» **Task data**
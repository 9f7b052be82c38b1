//! Protocol-level tests for grabbit-mcp: drive the handler with JSON-RPC
//! messages the way an MCP client would.

use std::sync::Arc;

use serde_json::{json, Value};
use tokio::io::BufReader;
use tokio::sync::Mutex;

use grabbit_mcp::config::ServerConfig;
use grabbit_mcp::protocol::ProtocolHandler;
use grabbit_mcp::session::GrabSessionManager;
use grabbit_mcp::transport::{framing, StdioTransport};
use grabbit_mcp::types::*;

// ─────────────────────── helpers ───────────────────────

fn handler() -> ProtocolHandler {
    handler_with(ServerConfig::default())
}

fn handler_with(config: ServerConfig) -> ProtocolHandler {
    ProtocolHandler::new(Arc::new(Mutex::new(GrabSessionManager::new(config))))
}

fn mcp_request(id: i64, method: &str, params: Value) -> Value {
    json!({
        "jsonrpc": "2.0",
        "id": id,
        "method": method,
        "params": params
    })
}

fn tool_call(id: i64, name: &str, arguments: Value) -> Value {
    mcp_request(id, "tools/call", json!({ "name": name, "arguments": arguments }))
}

async fn send(handler: &ProtocolHandler, msg: Value) -> Option<Value> {
    let parsed: JsonRpcMessage = serde_json::from_value(msg).unwrap();
    handler.handle_message(parsed).await
}

async fn send_unwrap(handler: &ProtocolHandler, msg: Value) -> Value {
    send(handler, msg).await.expect("expected response")
}

/// Call a tool and decode the JSON text it returned.
async fn call_tool(handler: &ProtocolHandler, name: &str, arguments: Value) -> (Value, bool) {
    let resp = send_unwrap(handler, tool_call(1, name, arguments)).await;
    assert!(resp.get("error").is_none(), "unexpected error: {resp}");
    let result = &resp["result"];
    let text = result["content"][0]["text"].as_str().unwrap();
    let is_error = result["isError"].as_bool().unwrap_or(false);
    (serde_json::from_str(text).unwrap(), is_error)
}

async fn load_profile_page(handler: &ProtocolHandler) {
    call_tool(
        handler,
        "page_load",
        json!({
            "url": "https://app.example.com/users/42",
            "title": "Ada",
            "text": "Ada Lovelace — 48.2k views — Joined 1843"
        }),
    )
    .await;
}

async fn record_user_api(handler: &ProtocolHandler) {
    let (out, _) = call_tool(
        handler,
        "capture_record",
        json!({
            "url": "https://api.example.com/users/42",
            "method": "get",
            "requestHeaders": {
                "Authorization": "Bearer t0k",
                "Cache-Control": "no-cache",
                "Cookie": "sid=from-header"
            },
            "responseBody": { "id": 42, "name": "Ada", "viewCount": "48.2k" }
        }),
    )
    .await;
    assert_eq!(out["recorded"], true);
}

// ═══════════════════════════════════════════════════════
// HANDSHAKE
// ═══════════════════════════════════════════════════════

#[tokio::test]
async fn test_initialize_and_list_tools() {
    let h = handler();
    let resp = send_unwrap(
        &h,
        mcp_request(
            0,
            "initialize",
            json!({
                "protocolVersion": "2024-11-05",
                "capabilities": {},
                "clientInfo": { "name": "test-client", "version": "1.0" }
            }),
        ),
    )
    .await;
    assert_eq!(resp["result"]["serverInfo"]["name"], SERVER_NAME);
    assert_eq!(resp["result"]["protocolVersion"], MCP_VERSION);

    let initialized = json!({ "jsonrpc": "2.0", "method": "notifications/initialized" });
    assert!(send(&h, initialized).await.is_none());

    let resp = send_unwrap(&h, mcp_request(1, "tools/list", json!({}))).await;
    let names: Vec<&str> = resp["result"]["tools"]
        .as_array()
        .unwrap()
        .iter()
        .map(|t| t["name"].as_str().unwrap())
        .collect();
    for expected in [
        "page_load",
        "capture_record",
        "exchange_find",
        "artifact_build",
        "settings_update",
        "debug_log",
        "buffer_list",
    ] {
        assert!(names.contains(&expected), "missing tool {expected}");
    }
}

#[tokio::test]
async fn test_future_protocol_version_still_initializes() {
    let h = handler();
    let resp = send_unwrap(
        &h,
        mcp_request(
            0,
            "initialize",
            json!({
                "protocolVersion": "2099-01-01",
                "capabilities": {},
                "clientInfo": { "name": "future", "version": "9" }
            }),
        ),
    )
    .await;
    assert_eq!(resp["result"]["protocolVersion"], MCP_VERSION);
}

#[tokio::test]
async fn test_unknown_method_and_tool() {
    let h = handler();
    let resp = send_unwrap(&h, mcp_request(5, "resources/list", json!({}))).await;
    assert_eq!(resp["error"]["code"], error_codes::METHOD_NOT_FOUND);
    assert_eq!(resp["id"], 5);

    let resp = send_unwrap(&h, tool_call(6, "image_upload", json!({}))).await;
    assert_eq!(resp["error"]["code"], mcp_error_codes::TOOL_NOT_FOUND);
}

#[tokio::test]
async fn test_wrong_jsonrpc_version() {
    let h = handler();
    let msg = json!({ "jsonrpc": "1.0", "id": 3, "method": "ping" });
    let resp = send_unwrap(&h, msg).await;
    assert_eq!(resp["error"]["code"], error_codes::INVALID_REQUEST);
}

// ═══════════════════════════════════════════════════════
// FIND AND ARTIFACTS
// ═══════════════════════════════════════════════════════

#[tokio::test]
async fn test_find_before_page_load() {
    let h = handler();
    let resp = send_unwrap(&h, tool_call(1, "exchange_find", json!({ "target": "48k" }))).await;
    assert_eq!(resp["error"]["code"], mcp_error_codes::PAGE_NOT_LOADED);
}

#[tokio::test]
async fn test_view_count_scenario() {
    let h = handler();
    load_profile_page(&h).await;
    record_user_api(&h).await;

    let (out, is_error) = call_tool(
        &h,
        "exchange_find",
        json!({ "target": "48200", "cookies": [{ "name": "sid", "value": "jar" }] }),
    )
    .await;
    assert!(!is_error);
    assert_eq!(out["found"], true);
    assert_eq!(out["match"]["path"], "viewCount");
    assert_eq!(out["match"]["value"], "48.2k");
    assert_eq!(out["exchange"]["url"], "https://api.example.com/users/42");
    assert_eq!(out["exchange"]["method"], "GET");
    assert_eq!(out["log"]["outcome"], "success");
    assert_eq!(out["log"]["message"], "Found match \"48.2k\" at \"viewCount\".");

    let curl = out["artifacts"]["curlCommand"].as_str().unwrap();
    assert_eq!(
        curl,
        "curl -X GET 'https://api.example.com/users/42' \\\n  -b 'sid=jar'"
    );
    assert_eq!(
        out["artifacts"]["pipelineCommand"],
        format!(r#"{curl} | jq '.["viewCount"]'"#)
    );
    assert_eq!(
        out["artifacts"]["openApiFragment"]["servers"][0]["url"],
        "https://api.example.com"
    );
}

#[tokio::test]
async fn test_header_policy_and_exclusions() {
    let h = handler();
    load_profile_page(&h).await;
    record_user_api(&h).await;

    let (settings, _) = call_tool(&h, "settings_update", json!({ "include_headers": true })).await;
    assert_eq!(settings, json!({ "include_headers": true, "include_cookies": true }));

    let (out, _) = call_tool(&h, "exchange_find", json!({ "target": "Ada" })).await;
    let curl = out["artifacts"]["curlCommand"].as_str().unwrap();
    assert!(curl.contains("-H 'Authorization: Bearer t0k'"));
    assert!(curl.contains("-b 'sid=from-header'"));
    assert!(!curl.to_lowercase().contains("cache-control"));
    assert!(!curl.contains("-H 'Cookie"));

    let (out, _) = call_tool(
        &h,
        "exchange_find",
        json!({ "target": "Ada", "include_cookies": false }),
    )
    .await;
    assert!(!out["artifacts"]["curlCommand"].as_str().unwrap().contains("-b "));
}

#[tokio::test]
async fn test_no_match_is_a_structured_failure() {
    let h = handler();
    load_profile_page(&h).await;
    record_user_api(&h).await;

    let (out, is_error) = call_tool(&h, "exchange_find", json!({ "target": "zzz-unmatched" })).await;
    assert!(is_error);
    assert_eq!(out["found"], false);
    assert_eq!(out["log"]["outcome"], "error");
    assert_eq!(
        out["log"]["message"],
        "Failed to match \"zzz-unmatched\". Scanned 2 requests."
    );

    let (log, _) = call_tool(&h, "debug_log", json!({})).await;
    assert_eq!(log["total"], 1);
    assert_eq!(log["entries"][0]["outcome"], "error");
}

#[tokio::test]
async fn test_empty_target_is_a_hard_stop() {
    let h = handler();
    load_profile_page(&h).await;
    let resp = send_unwrap(&h, tool_call(1, "exchange_find", json!({ "target": "  " }))).await;
    assert_eq!(resp["error"]["code"], mcp_error_codes::EMPTY_TARGET);

    let (log, _) = call_tool(&h, "debug_log", json!({})).await;
    assert_eq!(log["total"], 0);
}

#[tokio::test]
async fn test_page_text_fallback() {
    let page = json!({ "url": "https://shop.test/p/1", "text": "Price: $1,299.00 today" });

    // A one-slot buffer: the next capture evicts the seeded document, so only
    // the rendered-text fallback can match.
    let h = handler_with(ServerConfig {
        capture: grabbit::CaptureConfig {
            max_exchanges: 1,
            ..Default::default()
        },
        ..Default::default()
    });
    call_tool(&h, "page_load", page.clone()).await;
    call_tool(
        &h,
        "capture_record",
        json!({ "url": "/api/unrelated", "responseBody": { "ok": true } }),
    )
    .await;

    let (out, is_error) = call_tool(&h, "exchange_find", json!({ "target": "1299.00" })).await;
    assert!(!is_error);
    assert_eq!(out["match"]["path"], "document.body.innerText");
    assert_eq!(out["log"]["message"], "Found match in page content (SSR).");
    assert!(out["artifacts"]["pipelineCommand"]
        .as_str()
        .unwrap()
        .contains("| grep -oP '<[^<]*1299\\.00[^>]*>'"));

    // With the document still buffered, the seeded pseudo-exchange answers instead.
    let h = handler();
    call_tool(&h, "page_load", page).await;
    let (out, _) = call_tool(&h, "exchange_find", json!({ "target": "1299.00" })).await;
    assert_eq!(out["exchange"]["kind"], "initial_document");
    assert_eq!(out["match"]["path"], "html");
}

#[tokio::test]
async fn test_image_lookup() {
    let h = handler();
    load_profile_page(&h).await;
    call_tool(
        &h,
        "capture_record",
        json!({
            "url": "/api/gallery",
            "responseText": "{\"photos\": [{\"src\": \"/img/cat.png?w=200\"}]}"
        }),
    )
    .await;

    let (out, _) = call_tool(
        &h,
        "exchange_find",
        json!({ "target": "https://cdn.example.com/img/cat.png?w=200", "kind": "image" }),
    )
    .await;
    assert_eq!(out["exchange"]["url"], "https://app.example.com/api/gallery");
    assert_eq!(out["match"]["path"], "photos[0].src");

    let (out, _) = call_tool(
        &h,
        "exchange_find",
        json!({ "target": "https://cdn.example.com/nowhere.png", "kind": "image" }),
    )
    .await;
    assert_eq!(out["exchange"]["kind"], "synthetic");
    assert!(out["match"].is_null());
    assert!(out["artifacts"].get("pipelineCommand").is_none());
}

#[tokio::test]
async fn test_artifact_build_from_buffer_and_saved_exchange() {
    let h = handler();
    load_profile_page(&h).await;
    record_user_api(&h).await;

    let (list, _) = call_tool(&h, "buffer_list", json!({})).await;
    assert_eq!(list["total"], 2);
    assert_eq!(list["exchanges"][0]["url"], "https://api.example.com/users/42");
    assert_eq!(list["exchanges"][1]["kind"], "initial_document");

    let (bundle, _) = call_tool(
        &h,
        "artifact_build",
        json!({ "index": 0, "path": "name", "value": "Ada", "include_cookies": false }),
    )
    .await;
    assert_eq!(
        bundle["pipelineCommand"],
        r#"curl -X GET 'https://api.example.com/users/42' | jq '.["name"]'"#
    );

    let saved = json!({
        "url": "https://api.example.com/search",
        "method": "POST",
        "requestHeaders": {},
        "requestBody": "{\"q\":\"it's\"}",
        "responseBody": { "hits": [] },
        "kind": "promise_request"
    });
    let (bundle, _) = call_tool(&h, "artifact_build", json!({ "exchange": saved })).await;
    assert_eq!(
        bundle["curlCommand"],
        "curl -X POST 'https://api.example.com/search' \\\n  -d '{\"q\":\"it'\\''s\"}'"
    );
    assert_eq!(
        bundle["openApiFragment"]["paths"]["/search"]["post"]["requestBody"]["content"]
            ["application/json"]["schema"]["properties"]["q"]["type"],
        "string"
    );
    assert!(bundle.get("pipelineCommand").is_none());

    let resp = send_unwrap(&h, tool_call(9, "artifact_build", json!({ "index": 7 }))).await;
    assert_eq!(resp["error"]["code"], error_codes::INVALID_PARAMS);
}

#[tokio::test]
async fn test_non_json_capture_is_ignored() {
    let h = handler();
    load_profile_page(&h).await;
    let (out, _) = call_tool(
        &h,
        "capture_record",
        json!({ "url": "/styles.css", "responseText": "body { color: red }" }),
    )
    .await;
    assert_eq!(out["recorded"], false);
    assert_eq!(out["buffered"], 1);
}

// ═══════════════════════════════════════════════════════
// TRANSPORT
// ═══════════════════════════════════════════════════════

#[tokio::test]
async fn test_stdio_serves_lines_until_eof() {
    let input = [
        r#"{"jsonrpc":"2.0","id":1,"method":"ping"}"#,
        "",
        r#"{"broken":"#,
        r#"{"jsonrpc":"2.0","method":"notifications/initialized"}"#,
        r#"{"jsonrpc":"2.0","id":2,"method":"tools/list"}"#,
    ]
    .join("\n");

    let transport = StdioTransport::new(handler());
    let mut output = Vec::new();
    transport
        .serve(BufReader::new(input.as_bytes()), &mut output)
        .await
        .unwrap();

    let lines: Vec<Value> = String::from_utf8(output)
        .unwrap()
        .lines()
        .map(|l| serde_json::from_str(l).unwrap())
        .collect();
    assert_eq!(lines.len(), 3);
    assert_eq!(lines[0]["id"], 1);
    assert_eq!(lines[1]["error"]["code"], error_codes::PARSE_ERROR);
    assert!(lines[1]["id"].is_null());
    assert!(lines[2]["result"]["tools"].is_array());
}

#[test]
fn test_framing_round_trip() {
    let framed = framing::frame_message(&json!({ "jsonrpc": "2.0", "id": 1, "result": {} })).unwrap();
    assert!(matches!(
        framing::parse_message(&framed),
        Ok(JsonRpcMessage::Response(_))
    ));
}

» **What the task requires**
What lines in the material above hold the string "seeded"? List them.

» **Result**
    // A one-slot buffer: the next capture evicts the seeded document, so only
    // With the document still buffered, the seeded pseudo-exchange answers instead.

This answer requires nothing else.